Che fare allora? Siamo a settembre, a pochi mesi dall’approvazione della manovra finanziaria per il 2024 che varrà circa 30 miliardi di euro. Un terzo dei quali sarà assorbito dalla perequazione automatica delle pensioni e per il resto le risorse saranno destinate ad abbassare il cuneo fiscale, alla riforma del fisco e agli interventi a sostegno dei redditi familiari bassi.
E’ del tutto evidente che non ci sono risorse per affrontare una riforma seria delle pensioni. Si tirerà avanti come abbiamo fatto finora, con qualche ritocco qua e là. Va già bene se Quota 103 sarà prorogata di altri 12 mesi, ma è solo un’ipotesi. Anche Opzione Donna è sulla via del tramonto, ormai ridotta a una deroga per poche elette dopo le restrizioni introdotte lo scorso anno.
La soluzione proposta dall’Inps
Per il resto, forse saranno estesi a più lavoratori i benefici previsti da Ape Sociale per i gravosi.
Sullo sfondo resterebbe ancora la possibilità di riforma pensioni del presidente dell’Inps Pasquale Tridico. Cioè la pensione in due tranches per i lavoratori che ricadono nel sistema retributivo e contributivo (misto). L’idea sarebbe quella di aprire le porte della pensione già a 63-64 anni a tutti con la liquidazione della sola rendita contributiva, calcolata sul montante accumulato dal 1996 a oggi. Mentre la parte restante sarebbe liquidata al raggiungimento dei requisiti di vecchiaia (a 67 anni) col sistema retributivo.
Con questo sistema si concederebbe un anticipo di circa due terzi della pensione e costerebbe relativamente poco per lo Stato. Oltretutto si tratterebbe di una scelta e non di un obbligo da parte del lavoratore che potrebbe anche proseguire l’attività lavorativa fino alla liquidazione definitiva della pensione.

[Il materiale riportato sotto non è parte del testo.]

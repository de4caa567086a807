//! Email address validation and normalization.

/// Longest local part RFC 5321 allows.
const MAX_LOCAL_PART_LEN: usize = 64;
/// Longest domain RFC 1035 allows.
const MAX_DOMAIN_LEN: usize = 253;
/// Longest domain label RFC 1035 allows.
const MAX_LABEL_LEN: usize = 63;

/// Validation error for an email address or domain.
#[derive(Debug, Clone, PartialEq, Eq)]
pub enum ValidationError {
    /// Address is empty.
    EmptyAddress,
    /// Address does not contain exactly one `@`.
    MissingAtSign,
    /// Local part is empty.
    EmptyLocalPart,
    /// Local part is longer than 64 characters.
    LocalPartTooLong,
    /// Local part contains characters that are not allowed.
    InvalidLocalPart,
    /// Domain is empty.
    EmptyDomain,
    /// Domain is not a valid host name.
    InvalidDomain,
    /// Domain is not one the service accepts.
    UnsupportedDomain,
    /// The service rejected the address.
    RejectedByService,
}

impl ValidationError {
    /// Get human-readable error message.
    #[must_use]
    pub const fn message(&self) -> &'static str {
        match self {
            Self::EmptyAddress => "Email address is required",
            Self::MissingAtSign => "Email address must contain a single @",
            Self::EmptyLocalPart => "Email address needs a name before the @",
            Self::LocalPartTooLong => "Name before the @ must be at most 64 characters",
            Self::InvalidLocalPart => "Name before the @ contains invalid characters",
            Self::EmptyDomain => "Email address needs a domain after the @",
            Self::InvalidDomain => "Invalid email domain",
            Self::UnsupportedDomain => "Email domain is not supported",
            Self::RejectedByService => "Email address was rejected by the service",
        }
    }

    /// Get the field name this error relates to.
    #[must_use]
    pub const fn field(&self) -> &'static str {
        match self {
            Self::EmptyAddress | Self::MissingAtSign | Self::RejectedByService => "email_address",
            Self::EmptyLocalPart | Self::LocalPartTooLong | Self::InvalidLocalPart => "local_part",
            Self::EmptyDomain | Self::InvalidDomain | Self::UnsupportedDomain => "domain",
        }
    }
}

impl std::fmt::Display for ValidationError {
    fn fmt(&self, f: &mut std::fmt::Formatter<'_>) -> std::fmt::Result {
        write!(f, "{}", self.message())
    }
}

impl std::error::Error for ValidationError {}

/// Trims and lowercases an address.
#[must_use]
pub fn normalize_email_address(address: &str) -> String {
    address.trim().to_lowercase()
}

/// Validates an address and returns its normalized form.
///
/// # Errors
///
/// Returns the first problem found with the address.
pub fn validate_email_address(address: &str) -> Result<String, ValidationError> {
    let normalized = normalize_email_address(address);
    if normalized.is_empty() {
        return Err(ValidationError::EmptyAddress);
    }

    let Some((local, domain)) = normalized.split_once('@') else {
        return Err(ValidationError::MissingAtSign);
    };
    if domain.contains('@') {
        return Err(ValidationError::MissingAtSign);
    }

    validate_local_part(local)?;
    validate_domain(domain)?;
    Ok(normalized)
}

/// Validates the part of an address before the `@`.
///
/// # Errors
///
/// Returns an error if the local part is empty, too long or malformed.
pub fn validate_local_part(local: &str) -> Result<(), ValidationError> {
    if local.is_empty() {
        return Err(ValidationError::EmptyLocalPart);
    }
    if local.chars().count() > MAX_LOCAL_PART_LEN {
        return Err(ValidationError::LocalPartTooLong);
    }
    if local.starts_with('.') || local.ends_with('.') || local.contains("..") {
        return Err(ValidationError::InvalidLocalPart);
    }
    if !local.chars().all(is_atext_or_dot) {
        return Err(ValidationError::InvalidLocalPart);
    }
    Ok(())
}

/// Validates a domain name.
///
/// # Errors
///
/// Returns an error if the domain is empty or not a valid host name with at
/// least two labels.
pub fn validate_domain(domain: &str) -> Result<(), ValidationError> {
    if domain.is_empty() {
        return Err(ValidationError::EmptyDomain);
    }
    if domain.len() > MAX_DOMAIN_LEN {
        return Err(ValidationError::InvalidDomain);
    }

    let labels: Vec<&str> = domain.split('.').collect();
    if labels.len() < 2 {
        return Err(ValidationError::InvalidDomain);
    }

    let valid = labels.iter().all(|label| {
        !label.is_empty()
            && label.len() <= MAX_LABEL_LEN
            && !label.starts_with('-')
            && !label.ends_with('-')
            && label.chars().all(|c| c.is_ascii_alphanumeric() || c == '-')
    });
    if valid {
        Ok(())
    } else {
        Err(ValidationError::InvalidDomain)
    }
}

/// Domain part of a normalized address.
#[must_use]
pub fn domain_of(address: &str) -> &str {
    address.rsplit_once('@').map_or("", |(_, domain)| domain)
}

/// Validates an address, mapping failures to [`crate::Error::InvalidEmailAddress`].
pub(crate) fn require_valid_address(address: &str) -> crate::Result<String> {
    validate_email_address(address).map_err(|reason| crate::Error::InvalidEmailAddress {
        address: address.to_string(),
        reason,
    })
}

/// RFC 5322 `atext` plus dot.
fn is_atext_or_dot(c: char) -> bool {
    c.is_ascii_alphanumeric() || "!#$%&'*+-/=?^_`{|}~.".contains(c)
}
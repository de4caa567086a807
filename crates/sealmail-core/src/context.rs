//! State shared by the use case groups of one client.

use std::sync::Arc;

use tokio::sync::Mutex;
use tracing::warn;

use crate::cache::{CacheKind, CacheQuery, CacheRepository, Cacheable};
use crate::common::{ListOutput, Pagination};
use crate::sealing::SealingService;
use crate::{Error, Result};

#[derive(Clone)]
pub(crate) struct Context {
    pub sealing: Arc<dyn SealingService>,
    pub cache: Option<Arc<CacheRepository>>,
    /// Serializes provisioning and deprovisioning of addresses and masks.
    pub account_lock: Arc<Mutex<()>>,
    pub default_page_limit: u32,
}

impl Context {
    pub fn sealing(&self) -> &dyn SealingService {
        self.sealing.as_ref()
    }

    pub fn page(&self, pagination: &Pagination) -> Result<Pagination> {
        pagination.resolved(self.default_page_limit)
    }

    /// Writes records to the cache. Failures are logged, not returned.
    pub async fn write_through<T: Cacheable + Sync>(&self, records: &[T]) {
        if let Some(cache) = &self.cache {
            if let Err(e) = cache.put_all(records).await {
                warn!(kind = T::KIND.as_str(), error = %e, "Failed to write cache");
            }
        }
    }

    /// Drops a stale record from the cache.
    pub async fn evict(&self, kind: CacheKind, id: &str) {
        if let Some(cache) = &self.cache {
            if let Err(e) = cache.remove(kind, id).await {
                warn!(kind = kind.as_str(), id, error = %e, "Failed to evict cache entry");
            }
        }
    }

    /// Drops every record of `kind` under `parent_id`.
    pub async fn evict_children(&self, kind: CacheKind, parent_id: &str) {
        if let Some(cache) = &self.cache {
            if let Err(e) = cache.remove_by_parent(kind, parent_id).await {
                warn!(kind = kind.as_str(), parent_id, error = %e, "Failed to evict cache entries");
            }
        }
    }

    /// Drops every record of `kind` in `group_id`.
    pub async fn evict_group(&self, kind: CacheKind, group_id: &str) {
        if let Some(cache) = &self.cache {
            if let Err(e) = cache.remove_by_group(kind, group_id).await {
                warn!(kind = kind.as_str(), group_id, error = %e, "Failed to evict cache entries");
            }
        }
    }

    /// Reads one record from the cache; `None` when no cache is configured.
    pub async fn cached<T: Cacheable>(&self, id: &str) -> Result<Option<T>> {
        match &self.cache {
            Some(cache) => cache.get(id).await,
            None => Ok(None),
        }
    }

    /// Reads one page from the cache. The page token is the row offset.
    pub async fn cached_page<T: Cacheable>(
        &self,
        mut query: CacheQuery,
        pagination: &Pagination,
    ) -> Result<ListOutput<T>> {
        let Some(cache) = &self.cache else {
            return Ok(ListOutput::empty());
        };

        let page = self.page(pagination)?;
        let limit = page.limit.unwrap_or(self.default_page_limit);
        let offset = match page.next_token.as_deref() {
            Some(token) => token
                .parse::<u32>()
                .map_err(|_| Error::InvalidArgument(format!("invalid page token: {token}")))?,
            None => 0,
        };
        query.limit = limit;
        query.offset = offset;

        let items: Vec<T> = cache.list(&query).await?;
        let next_token = (items.len() == limit as usize).then(|| (offset + limit).to_string());
        Ok(ListOutput::new(items, next_token))
    }
}
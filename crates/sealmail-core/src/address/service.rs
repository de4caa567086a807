//! Backend interface for email accounts.

use async_trait::async_trait;

use super::model::{EmailAddressPublicInfo, EmailAddressRecord, ProvisionEmailAddressRequest};
use crate::common::{ListOutput, Pagination};
use crate::error::ServiceResult;
use crate::sealing::SealedData;

/// Email address operations offered by the backend.
#[async_trait]
pub trait EmailAccountService: Send + Sync {
    /// Provisions a new address.
    async fn provision(&self, request: ProvisionEmailAddressRequest)
    -> ServiceResult<EmailAddressRecord>;

    /// Deprovisions an address, returning its final state.
    async fn deprovision(&self, id: &str) -> ServiceResult<EmailAddressRecord>;

    /// Replaces the sealed alias. Returns the address id.
    async fn update_metadata(&self, id: &str, sealed_alias: Option<SealedData>)
    -> ServiceResult<String>;

    /// Reads one address.
    async fn get(&self, id: &str) -> ServiceResult<Option<EmailAddressRecord>>;

    /// Lists the caller's addresses.
    async fn list(&self, pagination: &Pagination) -> ServiceResult<ListOutput<EmailAddressRecord>>;

    /// Key information of the given addresses; unknown addresses are omitted.
    async fn lookup_public_info(
        &self,
        email_addresses: &[String],
    ) -> ServiceResult<Vec<EmailAddressPublicInfo>>;

    /// Which combinations of local part and domain are free.
    async fn check_availability(
        &self,
        local_parts: &[String],
        domains: &[String],
    ) -> ServiceResult<Vec<String>>;

    /// Domains addresses may be provisioned on.
    async fn supported_domains(&self) -> ServiceResult<Vec<String>>;

    /// Every domain the service handles mail for.
    async fn configured_domains(&self) -> ServiceResult<Vec<String>>;
}
//! Backend interface for blocklists.

use async_trait::async_trait;

use super::model::BlockedAddressRecord;
use crate::error::ServiceResult;

/// Blocklist storage offered by the backend.
#[async_trait]
pub trait BlocklistService: Send + Sync {
    /// Adds entries. Returns the hashes of entries that could not be stored.
    async fn block(
        &self,
        owner: &str,
        entries: Vec<BlockedAddressRecord>,
    ) -> ServiceResult<Vec<String>>;

    /// Removes entries. Returns the hashes that could not be removed.
    async fn unblock(&self, owner: &str, hashed_values: &[String]) -> ServiceResult<Vec<String>>;

    /// Every entry of the owner.
    async fn get(&self, owner: &str) -> ServiceResult<Vec<BlockedAddressRecord>>;
}
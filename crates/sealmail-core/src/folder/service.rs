//! Backend interface for email folders.

use async_trait::async_trait;

use super::model::EmailFolderRecord;
use crate::common::{ListOutput, Pagination};
use crate::error::ServiceResult;
use crate::sealing::SealedData;

/// Email folder operations offered by the backend.
#[async_trait]
pub trait EmailFolderService: Send + Sync {
    /// Lists the folders of an address.
    async fn list_for_email_address_id(
        &self,
        email_address_id: &str,
        pagination: &Pagination,
    ) -> ServiceResult<ListOutput<EmailFolderRecord>>;

    /// Creates a custom folder with a sealed display name.
    async fn create_custom(
        &self,
        email_address_id: &str,
        sealed_name: SealedData,
    ) -> ServiceResult<EmailFolderRecord>;

    /// Updates a custom folder.
    async fn update_custom(
        &self,
        email_folder_id: &str,
        email_address_id: &str,
        sealed_name: Option<SealedData>,
    ) -> ServiceResult<EmailFolderRecord>;

    /// Deletes a custom folder; `None` if it did not exist.
    async fn delete_custom(
        &self,
        email_folder_id: &str,
        email_address_id: &str,
    ) -> ServiceResult<Option<EmailFolderRecord>>;

    /// Deletes every message in a folder. Returns the folder id.
    async fn delete_messages(
        &self,
        email_folder_id: &str,
        email_address_id: &str,
        hard_delete: bool,
    ) -> ServiceResult<String>;
}
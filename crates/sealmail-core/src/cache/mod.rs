//! Local cache of backend records.
//!
//! Records are stored as they come from the backend, sealed fields
//! included, so a cache-only read goes through the same unsealing path as a
//! remote read.

mod model;
mod repository;

pub use model::{CacheIndex, CacheKind, CacheQuery, Cacheable, timestamp_sort_key};
pub use repository::CacheRepository;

Un progetto, quello dell’Inps, che pare sia stato accantonato e non più portato in discussione al tavolo delle trattative del Ministero del Lavoro. Anche perché, come detto, mancano soldi e la priorità è quella di rivalutare le pensioni in pagamento nel 2024.
Riassumendo…
- Il vero problema delle pensioni in Italia è legato alla denatalità.
- Nessuna riforma all’orizzonte per il 2024, mancano i soldi.
- La priorità è quella di rivalutare le pensioni in pagamento.
- La soluzione ideale di riforma sarebbe quella proposta dall’Inps pe runa pensione in due tranches.